The Missouri Court of Appeals Eastern District is considering whether it has jurisdiction to review an effort to reopen Lamar Johnson’s 1995 murder conviction.
Johnson was convicted in 1995 of killing Marcus Boyd in a drug-related dispute. St. Louis Circuit Attorney Kimberly Gardner, whose office now contends he was wrongfully convicted, sought a new trial for Johnson.
St. Louis Circuit Judge Elizabeth Hogan, however, ruled in August that she lacks authority to entertain such a motion 24 years after the original verdict was rendered.
Gardner appealed that ruling on behalf of the state to the Eastern District. But the Missouri Attorney General’s Office, which is defending Johnson’s original conviction, also said it represents the state of Missouri — and that under state law, it is the only entity that can do so.
In November, Eastern District Chief Judge Colleen Dolan crafted a solution that allowed both agencies to remain in the case by designating the circuit attorney as an intervenor.
Lawyers representing the state of Missouri, Johnson and St.

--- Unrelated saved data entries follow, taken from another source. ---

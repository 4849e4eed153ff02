pub mod args;
pub mod db;
pub mod error;
pub mod handle;
pub mod model;
pub mod sink;
pub mod util;
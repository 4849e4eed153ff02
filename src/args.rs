// 处理命令行参数

use std::path::PathBuf;

use clap::{Parser, ValueEnum};

use crate::handle::synthetic_worker::DEFAULT_TOTAL_ITEMS;

#[derive(Debug, Clone, Copy, PartialEq, Eq, ValueEnum)]
pub enum WorkerKind {
    /// 读取数据库表并推送每一行
    Sql,
    /// 推送生成的测试数据
    Synthetic,
}

#[derive(Debug, Parser)]
#[command(name = "locindex", about = "Index a location's database rows into the search indexer")]
pub struct ArgsConfig {
    /// 任务配置文件 (.json 或 .toml)
    pub job_config_path: PathBuf,

    #[arg(long, value_enum, default_value_t = WorkerKind::Sql)]
    pub worker: WorkerKind,

    /// synthetic worker 生成的条数
    #[arg(long, default_value_t = DEFAULT_TOTAL_ITEMS)]
    pub items: usize,
}

#[cfg(test)]
mod test_args {
    use super::*;

    #[test]
    fn test_defaults() {
        let args = ArgsConfig::try_parse_from(["locindex", "job.json"]).unwrap();
        assert_eq!(args.job_config_path, PathBuf::from("job.json"));
        assert_eq!(args.worker, WorkerKind::Sql);
        assert_eq!(args.items, DEFAULT_TOTAL_ITEMS);
    }

    #[test]
    fn test_synthetic_worker() {
        let args = ArgsConfig::try_parse_from([
            "locindex",
            "job.toml",
            "--worker",
            "synthetic",
            "--items",
            "10",
        ])
        .unwrap();
        assert_eq!(args.worker, WorkerKind::Synthetic);
        assert_eq!(args.items, 10);
    }

    #[test]
    fn test_missing_job_path() {
        assert!(ArgsConfig::try_parse_from(["locindex"]).is_err());
    }
}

Louis Circuit Attorney Kimberly Gardner presented arguments Dec. 11 before a panel of three Eastern District judges.
Lindsay Runnels, an attorney for Johnson, and Gardner’s attorney, Daniel Scott Harawa, both argued that Gardner has a duty to correct a wrongful conviction prosecuted by her office.
“There’s nothing in the law that prevents a circuit attorney to file a motion for a new trial,” said Harawa, director of the Appellate Clinic at Washington University School of Law. He argued that the 15-day appeal deadline for defendants can be waived by the prosecutor.
Added Runnels: “This court has jurisdiction to review the circuit court’s decision.”
That’s not so, Assistant Attorney General Shaun Mackelprang argued. The matter at hand, he said, is that a dismissal or denial of a post-trial motion does not create a new judgment; therefore an appellate jurisdiction is not established.
“The circuit court exhausts its jurisdiction in a criminal case once it enters a sentence,” Mackelprang said, adding the court then doesn’t have the power to make new judgments.
In his rebuttal, Harawa said the Missouri Attorney General is affirming that circuit attorneys have no means to correct a wrongful conviction.
“The role (of a prosecutor) is to see if justice was done, not necessarily to maintain convictions,” Harawa said.
The case stems from the findings of the circuit attorney’s Conviction Integrity Unit, a program Gardner began shortly after she took office in 2017. The unit’s report on Johnson found evidence of his actual innocence, including that police allegedly pressured an eyewitness to implicate Johnson and purported misconduct by a former prosecutor. Johnson has consistently maintained his innocence.
The judges gave no indication when they would rule on the matter.
The case is State v. Johnson, ED108193.